[Data under study Boundary: Start]

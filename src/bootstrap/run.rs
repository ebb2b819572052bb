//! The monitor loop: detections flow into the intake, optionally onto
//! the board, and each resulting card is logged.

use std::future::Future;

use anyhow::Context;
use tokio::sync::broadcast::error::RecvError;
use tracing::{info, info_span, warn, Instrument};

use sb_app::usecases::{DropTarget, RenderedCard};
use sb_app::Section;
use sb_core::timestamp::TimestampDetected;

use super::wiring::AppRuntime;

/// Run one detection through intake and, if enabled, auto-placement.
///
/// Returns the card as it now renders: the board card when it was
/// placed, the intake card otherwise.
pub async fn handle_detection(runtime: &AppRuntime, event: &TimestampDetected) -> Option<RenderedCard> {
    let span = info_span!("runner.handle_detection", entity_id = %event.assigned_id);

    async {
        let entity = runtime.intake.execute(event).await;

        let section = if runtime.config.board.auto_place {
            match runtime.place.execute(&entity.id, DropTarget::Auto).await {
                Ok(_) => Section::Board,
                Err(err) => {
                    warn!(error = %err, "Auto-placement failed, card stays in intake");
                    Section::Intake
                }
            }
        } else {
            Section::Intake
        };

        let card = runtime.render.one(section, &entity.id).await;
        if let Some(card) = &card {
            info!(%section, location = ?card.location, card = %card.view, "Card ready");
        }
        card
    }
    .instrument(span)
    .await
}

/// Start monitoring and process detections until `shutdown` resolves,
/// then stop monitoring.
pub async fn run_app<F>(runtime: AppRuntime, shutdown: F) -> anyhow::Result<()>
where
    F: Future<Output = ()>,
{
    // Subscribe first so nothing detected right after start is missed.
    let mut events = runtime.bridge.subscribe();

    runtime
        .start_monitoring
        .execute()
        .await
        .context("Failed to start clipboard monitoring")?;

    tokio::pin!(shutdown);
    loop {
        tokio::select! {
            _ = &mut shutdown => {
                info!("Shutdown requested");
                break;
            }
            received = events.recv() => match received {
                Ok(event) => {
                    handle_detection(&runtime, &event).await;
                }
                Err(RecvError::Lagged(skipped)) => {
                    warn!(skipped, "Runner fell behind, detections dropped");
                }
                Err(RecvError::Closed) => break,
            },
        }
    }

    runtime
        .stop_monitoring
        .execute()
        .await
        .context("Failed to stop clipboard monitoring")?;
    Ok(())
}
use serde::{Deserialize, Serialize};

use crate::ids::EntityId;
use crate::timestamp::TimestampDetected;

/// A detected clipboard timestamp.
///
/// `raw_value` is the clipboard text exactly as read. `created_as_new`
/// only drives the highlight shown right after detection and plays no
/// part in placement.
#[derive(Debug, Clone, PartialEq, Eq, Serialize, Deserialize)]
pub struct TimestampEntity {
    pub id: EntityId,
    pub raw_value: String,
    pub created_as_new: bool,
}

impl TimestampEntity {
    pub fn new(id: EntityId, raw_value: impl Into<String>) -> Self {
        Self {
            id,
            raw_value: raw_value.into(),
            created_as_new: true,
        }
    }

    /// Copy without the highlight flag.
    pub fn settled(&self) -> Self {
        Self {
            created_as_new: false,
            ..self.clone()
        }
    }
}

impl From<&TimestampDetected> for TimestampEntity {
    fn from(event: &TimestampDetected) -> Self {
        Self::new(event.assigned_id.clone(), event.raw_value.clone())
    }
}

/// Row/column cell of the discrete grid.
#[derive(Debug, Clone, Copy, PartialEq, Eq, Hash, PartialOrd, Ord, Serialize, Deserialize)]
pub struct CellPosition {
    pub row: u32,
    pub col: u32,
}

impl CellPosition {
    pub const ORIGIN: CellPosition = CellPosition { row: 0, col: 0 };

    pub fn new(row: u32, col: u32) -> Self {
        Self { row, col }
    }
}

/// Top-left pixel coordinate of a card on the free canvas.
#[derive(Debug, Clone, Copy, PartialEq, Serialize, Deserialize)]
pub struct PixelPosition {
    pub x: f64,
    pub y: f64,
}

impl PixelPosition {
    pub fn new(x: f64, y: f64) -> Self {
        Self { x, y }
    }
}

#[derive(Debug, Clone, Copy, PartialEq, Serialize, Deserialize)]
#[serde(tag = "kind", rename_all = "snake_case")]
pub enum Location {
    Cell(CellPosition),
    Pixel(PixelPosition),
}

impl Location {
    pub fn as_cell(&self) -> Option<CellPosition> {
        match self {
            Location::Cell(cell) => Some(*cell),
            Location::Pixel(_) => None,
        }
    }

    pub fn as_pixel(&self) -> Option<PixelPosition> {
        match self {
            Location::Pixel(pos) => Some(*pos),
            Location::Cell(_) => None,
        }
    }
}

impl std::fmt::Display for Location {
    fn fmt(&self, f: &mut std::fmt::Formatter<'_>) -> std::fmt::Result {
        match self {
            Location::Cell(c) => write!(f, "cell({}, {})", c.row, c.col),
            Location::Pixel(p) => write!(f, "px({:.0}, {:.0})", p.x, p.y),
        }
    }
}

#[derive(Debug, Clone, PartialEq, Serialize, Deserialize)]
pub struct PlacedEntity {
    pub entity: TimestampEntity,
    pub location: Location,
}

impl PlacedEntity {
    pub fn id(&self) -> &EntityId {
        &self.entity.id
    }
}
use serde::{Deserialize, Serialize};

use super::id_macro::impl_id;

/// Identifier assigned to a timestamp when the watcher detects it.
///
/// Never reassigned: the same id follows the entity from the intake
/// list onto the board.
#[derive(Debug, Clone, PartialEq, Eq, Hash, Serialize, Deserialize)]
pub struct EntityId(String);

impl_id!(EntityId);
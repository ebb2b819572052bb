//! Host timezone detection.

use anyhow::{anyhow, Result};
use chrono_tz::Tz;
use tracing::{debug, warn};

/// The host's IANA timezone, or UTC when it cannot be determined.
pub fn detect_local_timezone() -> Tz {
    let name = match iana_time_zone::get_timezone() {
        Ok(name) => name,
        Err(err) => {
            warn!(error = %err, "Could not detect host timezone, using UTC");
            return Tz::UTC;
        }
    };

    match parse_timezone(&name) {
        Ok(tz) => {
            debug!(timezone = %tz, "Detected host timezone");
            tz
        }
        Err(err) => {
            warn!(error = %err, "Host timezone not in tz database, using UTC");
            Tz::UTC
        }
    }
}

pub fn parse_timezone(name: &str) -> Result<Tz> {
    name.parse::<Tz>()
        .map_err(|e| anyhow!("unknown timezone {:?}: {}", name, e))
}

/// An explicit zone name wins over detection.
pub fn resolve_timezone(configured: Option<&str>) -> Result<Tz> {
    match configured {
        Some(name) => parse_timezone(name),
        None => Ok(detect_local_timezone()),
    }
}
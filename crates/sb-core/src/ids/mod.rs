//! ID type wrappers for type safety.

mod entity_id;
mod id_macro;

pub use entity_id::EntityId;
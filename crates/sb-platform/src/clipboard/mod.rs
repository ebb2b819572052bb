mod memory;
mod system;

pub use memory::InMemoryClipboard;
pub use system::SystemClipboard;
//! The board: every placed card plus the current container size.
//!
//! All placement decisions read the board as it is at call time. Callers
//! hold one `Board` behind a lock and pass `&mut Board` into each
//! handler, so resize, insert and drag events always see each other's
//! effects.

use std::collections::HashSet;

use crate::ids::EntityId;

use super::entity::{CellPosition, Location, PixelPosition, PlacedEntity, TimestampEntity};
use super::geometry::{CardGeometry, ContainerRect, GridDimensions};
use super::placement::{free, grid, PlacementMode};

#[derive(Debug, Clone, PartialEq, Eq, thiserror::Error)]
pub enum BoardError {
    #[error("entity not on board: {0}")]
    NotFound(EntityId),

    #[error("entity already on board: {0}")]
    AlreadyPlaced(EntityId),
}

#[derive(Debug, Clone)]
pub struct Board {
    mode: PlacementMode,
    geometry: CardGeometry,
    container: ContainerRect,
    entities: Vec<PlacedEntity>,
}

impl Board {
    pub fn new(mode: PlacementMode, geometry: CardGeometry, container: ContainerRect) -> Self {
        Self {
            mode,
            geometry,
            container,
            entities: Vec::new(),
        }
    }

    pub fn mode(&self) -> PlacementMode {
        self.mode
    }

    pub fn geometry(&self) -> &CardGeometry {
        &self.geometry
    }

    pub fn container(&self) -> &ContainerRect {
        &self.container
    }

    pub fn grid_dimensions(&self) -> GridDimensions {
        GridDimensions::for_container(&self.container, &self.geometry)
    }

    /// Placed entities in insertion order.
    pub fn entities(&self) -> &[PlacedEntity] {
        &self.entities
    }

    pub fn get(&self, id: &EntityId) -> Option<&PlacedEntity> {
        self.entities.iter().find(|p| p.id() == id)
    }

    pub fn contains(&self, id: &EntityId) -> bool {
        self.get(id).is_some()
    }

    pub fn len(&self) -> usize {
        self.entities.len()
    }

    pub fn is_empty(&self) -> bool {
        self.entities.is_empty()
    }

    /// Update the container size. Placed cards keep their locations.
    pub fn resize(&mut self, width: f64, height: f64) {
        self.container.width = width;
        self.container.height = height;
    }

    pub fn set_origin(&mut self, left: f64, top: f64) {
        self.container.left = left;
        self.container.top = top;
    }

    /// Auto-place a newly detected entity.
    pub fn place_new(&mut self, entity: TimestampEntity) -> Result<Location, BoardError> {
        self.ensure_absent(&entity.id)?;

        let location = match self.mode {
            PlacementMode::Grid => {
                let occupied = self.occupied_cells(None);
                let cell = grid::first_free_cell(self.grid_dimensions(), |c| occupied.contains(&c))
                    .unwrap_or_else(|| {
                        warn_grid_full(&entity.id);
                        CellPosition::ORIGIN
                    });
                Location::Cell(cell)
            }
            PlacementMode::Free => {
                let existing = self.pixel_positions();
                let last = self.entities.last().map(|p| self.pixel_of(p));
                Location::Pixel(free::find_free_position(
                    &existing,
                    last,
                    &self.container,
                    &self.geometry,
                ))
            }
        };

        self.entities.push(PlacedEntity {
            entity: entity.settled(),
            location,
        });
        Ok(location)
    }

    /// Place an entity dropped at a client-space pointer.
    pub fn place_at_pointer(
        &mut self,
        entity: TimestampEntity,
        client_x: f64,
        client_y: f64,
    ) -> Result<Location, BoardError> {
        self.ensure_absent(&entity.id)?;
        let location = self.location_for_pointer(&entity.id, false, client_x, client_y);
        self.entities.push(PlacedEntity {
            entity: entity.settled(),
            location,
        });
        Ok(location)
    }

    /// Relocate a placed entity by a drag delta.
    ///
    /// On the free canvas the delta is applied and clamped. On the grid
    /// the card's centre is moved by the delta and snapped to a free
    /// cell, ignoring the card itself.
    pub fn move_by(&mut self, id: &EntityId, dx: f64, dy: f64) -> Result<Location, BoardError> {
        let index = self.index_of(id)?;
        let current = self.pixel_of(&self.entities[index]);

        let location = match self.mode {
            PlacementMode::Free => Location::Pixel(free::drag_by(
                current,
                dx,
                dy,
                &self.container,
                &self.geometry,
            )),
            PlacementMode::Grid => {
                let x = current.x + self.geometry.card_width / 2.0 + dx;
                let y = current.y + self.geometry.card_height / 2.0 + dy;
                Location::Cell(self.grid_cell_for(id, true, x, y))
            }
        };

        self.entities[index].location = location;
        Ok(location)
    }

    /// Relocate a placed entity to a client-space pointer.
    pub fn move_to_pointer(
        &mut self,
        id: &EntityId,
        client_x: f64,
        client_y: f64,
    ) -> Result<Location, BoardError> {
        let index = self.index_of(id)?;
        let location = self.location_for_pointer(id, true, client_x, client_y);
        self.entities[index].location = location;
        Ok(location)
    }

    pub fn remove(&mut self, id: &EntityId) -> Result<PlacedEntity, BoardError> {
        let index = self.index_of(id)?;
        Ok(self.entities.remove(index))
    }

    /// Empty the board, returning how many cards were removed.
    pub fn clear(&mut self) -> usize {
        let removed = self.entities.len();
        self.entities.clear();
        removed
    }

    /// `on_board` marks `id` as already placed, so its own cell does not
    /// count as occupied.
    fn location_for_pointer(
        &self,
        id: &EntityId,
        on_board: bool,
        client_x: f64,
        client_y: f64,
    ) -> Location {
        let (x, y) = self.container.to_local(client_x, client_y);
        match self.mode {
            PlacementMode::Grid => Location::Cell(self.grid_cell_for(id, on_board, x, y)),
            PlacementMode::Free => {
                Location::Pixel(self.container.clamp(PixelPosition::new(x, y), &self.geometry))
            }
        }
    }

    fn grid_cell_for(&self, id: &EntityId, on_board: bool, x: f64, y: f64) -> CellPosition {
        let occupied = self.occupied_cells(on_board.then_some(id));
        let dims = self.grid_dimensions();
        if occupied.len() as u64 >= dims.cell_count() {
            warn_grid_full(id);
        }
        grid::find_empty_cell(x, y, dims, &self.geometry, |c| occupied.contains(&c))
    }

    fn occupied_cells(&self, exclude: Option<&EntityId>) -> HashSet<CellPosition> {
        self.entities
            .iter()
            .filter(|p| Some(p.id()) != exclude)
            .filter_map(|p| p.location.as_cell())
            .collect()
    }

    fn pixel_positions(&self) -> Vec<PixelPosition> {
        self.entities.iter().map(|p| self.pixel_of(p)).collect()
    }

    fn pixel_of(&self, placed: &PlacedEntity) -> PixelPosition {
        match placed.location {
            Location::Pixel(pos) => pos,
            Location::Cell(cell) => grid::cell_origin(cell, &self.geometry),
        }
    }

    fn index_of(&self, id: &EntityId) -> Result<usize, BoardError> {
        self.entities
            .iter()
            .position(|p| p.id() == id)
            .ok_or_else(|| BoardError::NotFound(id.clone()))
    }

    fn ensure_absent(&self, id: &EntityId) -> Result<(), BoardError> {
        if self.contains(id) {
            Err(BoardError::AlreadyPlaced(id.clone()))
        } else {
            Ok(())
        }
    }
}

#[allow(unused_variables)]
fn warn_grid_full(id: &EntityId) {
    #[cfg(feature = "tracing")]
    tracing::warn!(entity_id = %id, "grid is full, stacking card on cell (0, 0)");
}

[Data under study Boundary: End]

§ **To do**
Only the lines from the start of the data to the line holding "let entity = runtime.intake.execute(event).await;" are wanted; return them exactly, both ends included.

§ **Answer for the task**
filename src/bootstrap/run.rs
repository ebb2b819572052bb
//! The monitor loop: detections flow into the intake, optionally onto
//! the board, and each resulting card is logged.

use std::future::Future;

use anyhow::Context;
use tokio::sync::broadcast::error::RecvError;
use tracing::{info, info_span, warn, Instrument};

use sb_app::usecases::{DropTarget, RenderedCard};
use sb_app::Section;
use sb_core::timestamp::TimestampDetected;

use super::wiring::AppRuntime;

/// Run one detection through intake and, if enabled, auto-placement.
///
/// Returns the card as it now renders: the board card when it was
/// placed, the intake card otherwise.
pub async fn handle_detection(runtime: &AppRuntime, event: &TimestampDetected) -> Option<RenderedCard> {
    let span = info_span!("runner.handle_detection", entity_id = %event.assigned_id);

    async {
        let entity = runtime.intake.execute(event).await;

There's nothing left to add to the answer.